* TASK DESCRIPTION: Look through the records and copy every line in which "this" appears.

━━ DATA

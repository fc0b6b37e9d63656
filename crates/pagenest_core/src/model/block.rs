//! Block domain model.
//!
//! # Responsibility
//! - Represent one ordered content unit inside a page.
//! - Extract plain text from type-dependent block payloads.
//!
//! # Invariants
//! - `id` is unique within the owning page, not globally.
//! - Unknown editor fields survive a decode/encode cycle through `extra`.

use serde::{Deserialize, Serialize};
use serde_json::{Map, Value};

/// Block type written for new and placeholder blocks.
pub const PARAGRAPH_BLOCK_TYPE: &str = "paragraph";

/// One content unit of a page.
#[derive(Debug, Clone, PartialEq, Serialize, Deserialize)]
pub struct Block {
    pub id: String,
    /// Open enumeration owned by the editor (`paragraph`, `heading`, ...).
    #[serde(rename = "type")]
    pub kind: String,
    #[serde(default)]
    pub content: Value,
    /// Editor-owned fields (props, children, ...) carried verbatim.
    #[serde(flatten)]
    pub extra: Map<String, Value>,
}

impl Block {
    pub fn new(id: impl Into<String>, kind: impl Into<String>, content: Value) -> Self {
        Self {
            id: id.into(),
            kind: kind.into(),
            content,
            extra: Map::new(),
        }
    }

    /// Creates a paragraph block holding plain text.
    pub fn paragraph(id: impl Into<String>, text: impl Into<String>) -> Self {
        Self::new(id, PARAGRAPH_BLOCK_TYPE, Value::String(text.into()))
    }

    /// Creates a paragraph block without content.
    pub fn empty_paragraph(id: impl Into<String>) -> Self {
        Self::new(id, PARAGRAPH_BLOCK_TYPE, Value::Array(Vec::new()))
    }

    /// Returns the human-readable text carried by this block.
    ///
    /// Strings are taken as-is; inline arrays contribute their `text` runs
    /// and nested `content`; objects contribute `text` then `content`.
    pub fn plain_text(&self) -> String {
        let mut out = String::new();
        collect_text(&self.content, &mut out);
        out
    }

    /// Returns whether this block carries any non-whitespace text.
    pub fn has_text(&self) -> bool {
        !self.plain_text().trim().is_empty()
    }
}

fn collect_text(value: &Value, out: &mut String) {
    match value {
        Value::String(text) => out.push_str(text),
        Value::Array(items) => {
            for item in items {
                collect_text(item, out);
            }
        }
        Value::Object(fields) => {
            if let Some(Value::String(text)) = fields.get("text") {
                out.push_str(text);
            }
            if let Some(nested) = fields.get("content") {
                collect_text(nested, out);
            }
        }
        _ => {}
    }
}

━━━━

* YOUR RESPONSE:
    /// Returns the human-readable text carried by this block.
    /// Returns whether this block carries any non-whitespace text.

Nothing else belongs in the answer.